**Exercise requirements:**
Print the lines that run from the line with "Last action tracking" to the line with "the receiver of", keeping both end lines, exactly as they appear in the entries below, and nothing else.

**Data to examine:**
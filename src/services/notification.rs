//! User-facing notifications for countdown alerts and the end of time

use std::{
    collections::VecDeque,
    sync::Mutex,
};
use chrono::{DateTime, Utc};
use serde::{Deserialize, Serialize};
use tracing::{info, warn};

/// How many notifications are kept for status reporting
pub const NOTIFICATION_HISTORY: usize = 50;

/// Message for an alert threshold, with the singular/plural wording
pub fn alert_message(threshold_minutes: u32) -> String {
    if threshold_minutes == 1 {
        format!("{} minute remaining", threshold_minutes)
    } else {
        format!("{} minutes remaining", threshold_minutes)
    }
}

/// Message shown once the countdown ran out
pub fn ending_message() -> String {
    "Time is up".to_string()
}

#[derive(Debug, Clone, Copy, PartialEq, Eq, Serialize, Deserialize)]
#[serde(rename_all = "lowercase")]
pub enum NotificationKind {
    Alert,
    Ended,
}

/// A notification as delivered to the user
#[derive(Debug, Clone, PartialEq, Eq, Serialize, Deserialize)]
pub struct Notification {
    pub kind: NotificationKind,
    pub message: String,
    pub timestamp: DateTime<Utc>,
}

/// Bounded history of delivered notifications, newest last
#[derive(Debug, Default)]
pub struct NotificationLog {
    entries: Mutex<VecDeque<Notification>>,
}

impl NotificationLog {
    pub fn new() -> Self {
        Self::default()
    }

    /// Deliver a notification: log it and keep it in the history
    pub fn notify(&self, kind: NotificationKind, message: String) -> Result<Notification, String> {
        info!("Notification ({:?}): {}", kind, message);

        let notification = Notification {
            kind,
            message,
            timestamp: Utc::now(),
        };

        let mut entries = self.entries.lock()
            .map_err(|e| format!("Failed to lock notification log: {}", e))?;
        if entries.len() == NOTIFICATION_HISTORY {
            entries.pop_front();
        }
        entries.push_back(notification.clone());

        Ok(notification)
    }

    /// Snapshot of the retained notifications
    pub fn recent(&self) -> Vec<Notification> {
        match self.entries.lock() {
            Ok(entries) => entries.iter().cloned().collect(),
            Err(e) => {
                warn!("Failed to lock notification log: {}", e);
                Vec::new()
            }
        }
    }
}

#[cfg(test)]
mod tests {
    use super::*;

    #[test]
    fn alert_message_pluralizes() {
        assert_eq!(alert_message(1), "1 minute remaining");
        assert_eq!(alert_message(5), "5 minutes remaining");
    }

    #[test]
    fn log_keeps_most_recent() {
        let log = NotificationLog::new();
        for i in 0..(NOTIFICATION_HISTORY + 3) {
            log.notify(NotificationKind::Alert, format!("alert {}", i)).unwrap();
        }

        let recent = log.recent();
        assert_eq!(recent.len(), NOTIFICATION_HISTORY);
        assert_eq!(recent[0].message, "alert 3");
        assert_eq!(
            recent.last().map(|n| n.message.as_str()),
            Some(format!("alert {}", NOTIFICATION_HISTORY + 2).as_str())
        );
    }

    #[test]
    fn notify_returns_delivered_notification() {
        let log = NotificationLog::new();
        let delivered = log.notify(NotificationKind::Ended, ending_message()).unwrap();
        assert_eq!(delivered.kind, NotificationKind::Ended);
        assert_eq!(delivered.message, "Time is up");
    }
}
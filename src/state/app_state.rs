//! Main application state management

use std::{
    collections::BTreeSet,
    sync::{Arc, Mutex},
    time::Instant,
};
use chrono::{DateTime, Utc};
use tokio::sync::mpsc;
use tracing::info;

use super::TimerState;
use crate::{
    clock::{Clock, SystemClock},
    countdown::{CountdownEngine, CountdownSignal, TimerConfig},
    services::{Notification, NotificationKind, NotificationLog, TimeSync},
};

/// Main application state that owns the countdown engine and its inputs
pub struct AppState {
    /// The countdown being hosted
    pub engine: CountdownEngine,
    /// Clock offset source fed to the engine
    pub time_sync: TimeSync,
    /// Alert thresholds applied to every countdown started here
    pub alert_thresholds_minutes: BTreeSet<u32>,
    /// Where alerts and the end of time are delivered
    pub notifications: NotificationLog,
    /// Server metadata
    pub start_time: Instant,
    pub port: u16,
    pub host: String,
    /// Last action tracking
    pub last_action: Arc<Mutex<Option<String>>>,
    pub last_action_time: Arc<Mutex<Option<DateTime<Utc>>>>,
    clock: Arc<dyn Clock>,
}

impl AppState {
    /// Create a new AppState on the system clock, along with the receiver of
    /// the engine's signals
    pub fn new(
        port: u16,
        host: String,
        alert_thresholds_minutes: BTreeSet<u32>,
    ) -> (Self, mpsc::UnboundedReceiver<CountdownSignal>) {
        Self::with_clock(port, host, alert_thresholds_minutes, Arc::new(SystemClock))
    }

    /// Create a new AppState reading time from `clock`
    pub fn with_clock(
        port: u16,
        host: String,
        alert_thresholds_minutes: BTreeSet<u32>,
        clock: Arc<dyn Clock>,
    ) -> (Self, mpsc::UnboundedReceiver<CountdownSignal>) {
        let (engine, signals) = CountdownEngine::new(Arc::clone(&clock));

        let state = Self {
            engine,
            time_sync: TimeSync::new(Arc::clone(&clock)),
            alert_thresholds_minutes,
            notifications: NotificationLog::new(),
            start_time: Instant::now(),
            port,
            host,
            last_action: Arc::new(Mutex::new(None)),
            last_action_time: Arc::new(Mutex::new(None)),
            clock,
        };
        (state, signals)
    }

    /// Current local wall-clock time in epoch milliseconds
    pub fn now_ms(&self) -> i64 {
        self.clock.now_ms()
    }

    /// Start (or restart) the countdown with the configured alert thresholds
    pub fn start_countdown(&self, reference_started_time_ms: i64, duration_seconds: u64) -> TimerState {
        info!("Starting countdown of {}s", duration_seconds);
        let config = TimerConfig::new(reference_started_time_ms, duration_seconds)
            .with_alert_thresholds(self.alert_thresholds_minutes.iter().copied());

        let timer_state = self.engine.activate(config, self.time_sync.handle());
        self.record_action("countdown-start");
        timer_state
    }

    /// Stop the countdown
    pub fn stop_countdown(&self) -> TimerState {
        info!("Stopping countdown");
        let timer_state = self.engine.deactivate();
        self.record_action("countdown-stop");
        timer_state
    }

    /// Publish a new clock offset; a running countdown resyncs on it
    pub fn set_clock_offset(&self, offset_ms: i64) -> i64 {
        let offset_ms = self.time_sync.set_offset(offset_ms);
        self.record_action("time-sync");
        offset_ms
    }

    /// Derive the clock offset from a server timestamp
    pub fn sync_with_server_time(&self, server_time_ms: i64) -> i64 {
        let offset_ms = self.time_sync.record_server_time(server_time_ms);
        self.record_action("time-sync");
        offset_ms
    }

    /// Get current timer state
    pub fn get_timer_state(&self) -> TimerState {
        self.engine.state()
    }

    /// Deliver a user-facing notification
    pub fn notify(&self, kind: NotificationKind, message: String) -> Result<Notification, String> {
        self.notifications.notify(kind, message)
    }

    /// Calculate server uptime as a formatted string
    pub fn get_uptime(&self) -> String {
        let duration = self.start_time.elapsed();
        let hours = duration.as_secs() / 3600;
        let minutes = (duration.as_secs() % 3600) / 60;
        let seconds = duration.as_secs() % 60;

        if hours > 0 {
            format!("{}h {}m {}s", hours, minutes, seconds)
        } else if minutes > 0 {
            format!("{}m {}s", minutes, seconds)
        } else {
            format!("{}s", seconds)
        }
    }

    /// Get last action information
    pub fn get_last_action(&self) -> (Option<String>, Option<DateTime<Utc>>) {
        let last_action = self.last_action.lock().ok().and_then(|a| a.clone());
        let last_action_time = self.last_action_time.lock().ok().and_then(|t| *t);
        (last_action, last_action_time)
    }

    fn record_action(&self, action: &str) {
        if let Ok(mut last_action) = self.last_action.lock() {
            *last_action = Some(action.to_string());
        }
        if let Ok(mut last_time) = self.last_action_time.lock() {
            *last_time = Some(Utc::now());
        }
    }
}
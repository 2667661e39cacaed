//! HTTP API module
//! 
//! This module contains all HTTP endpoint handlers and request/response structures.

pub mod handlers;
pub mod responses;

use std::sync::Arc;
use axum::{
    routing::{get, post},
    Router,
};
use tower_http::{cors::CorsLayer, trace::TraceLayer};

use crate::state::AppState;
use handlers::*;

/// Create the HTTP router with all endpoints
pub fn create_router(state: Arc<AppState>) -> Router {
    Router::new()
        .route("/countdown", post(start_countdown_handler))
        .route("/countdown/stop", post(stop_countdown_handler))
        .route("/time-sync", get(get_time_sync_handler).put(set_time_sync_handler))
        .route("/status", get(status_handler))
        .route("/health", get(health_handler))
        .layer(CorsLayer::permissive())
        .layer(TraceLayer::new_for_http())
        .with_state(state)
}
//! One-shot alert threshold tracking

use std::collections::BTreeSet;

/// Remembers the last remaining-second value that fired an alert, so a
/// recomputation landing on the same second does not fire again
#[derive(Debug, Clone, Default, PartialEq, Eq)]
pub struct AlertMemory {
    last_fired_second: Option<i64>,
}

impl AlertMemory {
    pub fn new() -> Self {
        Self::default()
    }

    pub fn last_fired_second(&self) -> Option<i64> {
        self.last_fired_second
    }

    /// Check `remaining_seconds` against the thresholds and return the
    /// threshold (in minutes) that should be announced, if any
    pub fn check(
        &mut self,
        remaining_seconds: i64,
        thresholds_minutes: &BTreeSet<u32>,
    ) -> Option<u32> {
        if remaining_seconds <= 0 || self.last_fired_second == Some(remaining_seconds) {
            return None;
        }

        let threshold = thresholds_minutes
            .iter()
            .copied()
            .find(|minutes| i64::from(*minutes) * 60 == remaining_seconds)?;

        self.last_fired_second = Some(remaining_seconds);
        Some(threshold)
    }

    pub fn reset(&mut self) {
        self.last_fired_second = None;
    }
}

#[cfg(test)]
mod tests {
    use super::*;

    fn thresholds() -> BTreeSet<u32> {
        [1, 5].into_iter().collect()
    }

    #[test]
    fn fires_on_threshold_second() {
        let mut memory = AlertMemory::new();
        assert_eq!(memory.check(301, &thresholds()), None);
        assert_eq!(memory.check(300, &thresholds()), Some(5));
        assert_eq!(memory.last_fired_second(), Some(300));
        assert_eq!(memory.check(60, &thresholds()), Some(1));
    }

    #[test]
    fn same_second_fires_once() {
        let mut memory = AlertMemory::new();
        assert_eq!(memory.check(300, &thresholds()), Some(5));
        assert_eq!(memory.check(300, &thresholds()), None);
    }

    #[test]
    fn reset_rearms() {
        let mut memory = AlertMemory::new();
        assert_eq!(memory.check(60, &thresholds()), Some(1));
        memory.reset();
        assert_eq!(memory.check(60, &thresholds()), Some(1));
    }

    #[test]
    fn non_positive_remaining_never_alerts() {
        let mut memory = AlertMemory::new();
        let zero: BTreeSet<u32> = [0].into_iter().collect();
        assert_eq!(memory.check(0, &zero), None);
    }
}
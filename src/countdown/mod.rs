//! Countdown engine module
//!
//! A skew-corrected countdown: the pure state machine, the arithmetic it is
//! built on, and the tokio driver that schedules its ticks.

pub mod alerts;
pub mod engine;
pub mod machine;
pub mod schedule;
pub mod signal;
pub mod timer_config;

// Re-export main types
pub use alerts::AlertMemory;
pub use engine::CountdownEngine;
pub use machine::{Countdown, Recompute};
pub use signal::CountdownSignal;
pub use timer_config::TimerConfig;
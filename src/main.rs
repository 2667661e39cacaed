//! Remaining Time - a clock-skew corrected countdown engine
//! 
//! This is the main entry point for the remaining-time host server.

use std::sync::Arc;
use tokio::net::TcpListener;
use tracing::info;

use remaining_time::{
    config::Config,
    state::AppState,
    api::create_router,
    tasks::signal_relay_task,
    utils::shutdown_signal,
};

#[tokio::main]
async fn main() -> anyhow::Result<()> {
    let config = Config::parse();

    // Initialize tracing with appropriate log level
    tracing_subscriber::fmt()
        .with_env_filter(format!("remaining_time={},tower_http=info", config.log_level()))
        .init();

    let thresholds = config.alert_thresholds_minutes();
    info!("Starting remaining-time server v{}", env!("CARGO_PKG_VERSION"));
    info!("Configuration: host={}, port={}, alert thresholds={:?}min",
          config.host, config.port, thresholds);

    // Create application state and the countdown signal stream
    let (state, signals) = AppState::new(config.port, config.host.clone(), thresholds);
    let state = Arc::new(state);

    // Route countdown signals to notifications in the background
    let relay_state = Arc::clone(&state);
    tokio::spawn(async move {
        signal_relay_task(relay_state, signals).await;
    });

    // Create HTTP router with all endpoints
    let app = create_router(Arc::clone(&state));

    // Bind to the specified address
    let addr = config.address();
    let listener = TcpListener::bind(&addr).await?;

    info!("Server running on http://{}", addr);
    info!("Endpoints:");
    info!("  POST /countdown      - Start or restart the countdown");
    info!("  POST /countdown/stop - Stop the countdown");
    info!("  GET  /time-sync      - Current clock offset");
    info!("  PUT  /time-sync      - Update the clock offset");
    info!("  GET  /status         - Countdown status and notifications");
    info!("  GET  /health         - Health check");

    // Setup graceful shutdown
    let server = axum::serve(listener, app);

    tokio::select! {
        result = server => {
            if let Err(e) = result {
                tracing::error!("Server error: {}", e);
            }
        }
        _ = shutdown_signal() => {
            info!("Shutdown signal received");
        }
    }

    state.stop_countdown();
    info!("Server shutdown complete");
    Ok(())
}
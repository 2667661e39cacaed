//! Countdown state snapshot published by the engine

use serde::{Deserialize, Serialize};

/// Lifecycle phase of a countdown
#[derive(Debug, Clone, Copy, PartialEq, Eq, Default, Serialize, Deserialize)]
#[serde(rename_all = "lowercase")]
pub enum Phase {
    #[default]
    Idle,
    Running,
    Ended,
}

/// Timer state for tracking the countdown
#[derive(Debug, Clone, Default, PartialEq, Eq, Serialize, Deserialize)]
pub struct TimerState {
    pub phase: Phase,
    /// `None` until the countdown has been computed at least once
    pub remaining_seconds: Option<i64>,
    pub reference_started_time_ms: Option<i64>,
    pub duration_seconds: Option<u64>,
}

impl TimerState {
    /// Create a new idle timer state
    pub fn new() -> Self {
        Self::default()
    }

    /// Check if the countdown is ticking
    pub fn is_running(&self) -> bool {
        self.phase == Phase::Running
    }

    /// Check if the countdown ran out
    pub fn is_ended(&self) -> bool {
        self.phase == Phase::Ended
    }

    /// Get remaining seconds if the countdown is running
    pub fn remaining_seconds(&self) -> Option<i64> {
        if self.is_running() {
            self.remaining_seconds
        } else {
            None
        }
    }
}
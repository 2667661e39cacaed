//! Signal handling for graceful shutdown

use signal_hook_tokio::Signals;
use futures::stream::StreamExt;
use tracing::{info, warn};

/// Wait for shutdown signals (SIGTERM, SIGINT)
pub async fn shutdown_signal() {
    let mut signals = match Signals::new([
        signal_hook::consts::SIGTERM,
        signal_hook::consts::SIGINT,
    ]) {
        Ok(signals) => signals,
        Err(e) => {
            warn!("Failed to install signal handler, shutdown on signal disabled: {}", e);
            return std::future::pending().await;
        }
    };

    if let Some(signal) = signals.next().await {
        info!("Received signal: {}", signal);
    }
}
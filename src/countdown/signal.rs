//! Signals emitted by the countdown engine to its host

use serde::{Deserialize, Serialize};

/// One observable countdown event
#[derive(Debug, Clone, Copy, PartialEq, Eq, Serialize, Deserialize)]
#[serde(tag = "kind", rename_all = "lowercase")]
pub enum CountdownSignal {
    /// Remaining time changed; always greater than zero
    Tick { remaining_seconds: i64 },
    /// Remaining time reached a configured threshold
    Alert { threshold_minutes: u32 },
    /// The countdown ran out
    Ended,
}

impl CountdownSignal {
    pub fn is_ended(&self) -> bool {
        matches!(self, CountdownSignal::Ended)
    }
}
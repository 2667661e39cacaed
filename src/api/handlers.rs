//! HTTP endpoint handlers

use std::sync::Arc;
use axum::{
    extract::State,
    http::StatusCode,
    response::Json,
};
use tracing::{info, warn};

use crate::{
    state::{AppState, Phase},
    utils::remaining_time_label,
};
use super::responses::{
    CountdownResponse, HealthResponse, StartCountdownRequest, StatusResponse, TimeSyncRequest,
    TimeSyncResponse,
};

/// Handle POST /countdown - Start or restart the countdown
pub async fn start_countdown_handler(
    State(state): State<Arc<AppState>>,
    Json(request): Json<StartCountdownRequest>,
) -> Result<Json<CountdownResponse>, StatusCode> {
    let duration_seconds = match u64::try_from(request.duration_seconds) {
        Ok(d) => d,
        Err(_) => {
            warn!("Rejecting countdown with negative duration: {}s", request.duration_seconds);
            return Err(StatusCode::BAD_REQUEST);
        }
    };
    let reference_started_time_ms = request
        .reference_started_time_ms
        .unwrap_or_else(|| state.now_ms());

    let timer = state.start_countdown(reference_started_time_ms, duration_seconds);
    info!("Countdown endpoint called - countdown is {:?}", timer.phase);

    let response = match timer.phase {
        Phase::Running => CountdownResponse::running("Countdown started".to_string(), timer),
        Phase::Ended => CountdownResponse::ended("Countdown has no time left".to_string(), timer),
        Phase::Idle => CountdownResponse::idle("Countdown not started".to_string(), timer),
    };
    Ok(Json(response))
}

/// Handle POST /countdown/stop - Stop the countdown
pub async fn stop_countdown_handler(State(state): State<Arc<AppState>>) -> Json<CountdownResponse> {
    let timer = state.stop_countdown();
    info!("Stop endpoint called - countdown stopped");
    Json(CountdownResponse::idle("Countdown stopped".to_string(), timer))
}

/// Handle PUT /time-sync - Update the clock offset
pub async fn set_time_sync_handler(
    State(state): State<Arc<AppState>>,
    Json(request): Json<TimeSyncRequest>,
) -> Json<TimeSyncResponse> {
    let offset_ms = match request {
        TimeSyncRequest::Offset { offset_ms } => state.set_clock_offset(offset_ms),
        TimeSyncRequest::ServerTime { server_time_ms } => state.sync_with_server_time(server_time_ms),
    };
    Json(TimeSyncResponse::new(offset_ms))
}

/// Handle GET /time-sync - Return the clock offset
pub async fn get_time_sync_handler(State(state): State<Arc<AppState>>) -> Json<TimeSyncResponse> {
    Json(TimeSyncResponse::new(state.time_sync.offset()))
}

/// Handle GET /status - Return current countdown status
pub async fn status_handler(State(state): State<Arc<AppState>>) -> Json<StatusResponse> {
    let timer = state.get_timer_state();
    let (last_action, last_action_time) = state.get_last_action();

    Json(StatusResponse {
        remaining_label: timer.remaining_seconds().map(remaining_time_label),
        timer,
        clock_offset_ms: state.time_sync.offset(),
        alert_thresholds_minutes: state.alert_thresholds_minutes.iter().copied().collect(),
        notifications: state.notifications.recent(),
        uptime: state.get_uptime(),
        port: state.port,
        host: state.host.clone(),
        last_action,
        last_action_time,
    })
}

/// Handle GET /health - Health check endpoint
pub async fn health_handler() -> Json<HealthResponse> {
    Json(HealthResponse::ok())
}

**Solution for this task:**
    /// Last action tracking
    pub last_action: Arc<Mutex<Option<String>>>,
    pub last_action_time: Arc<Mutex<Option<DateTime<Utc>>>>,
    clock: Arc<dyn Clock>,
}

impl AppState {
    /// Create a new AppState on the system clock, along with the receiver of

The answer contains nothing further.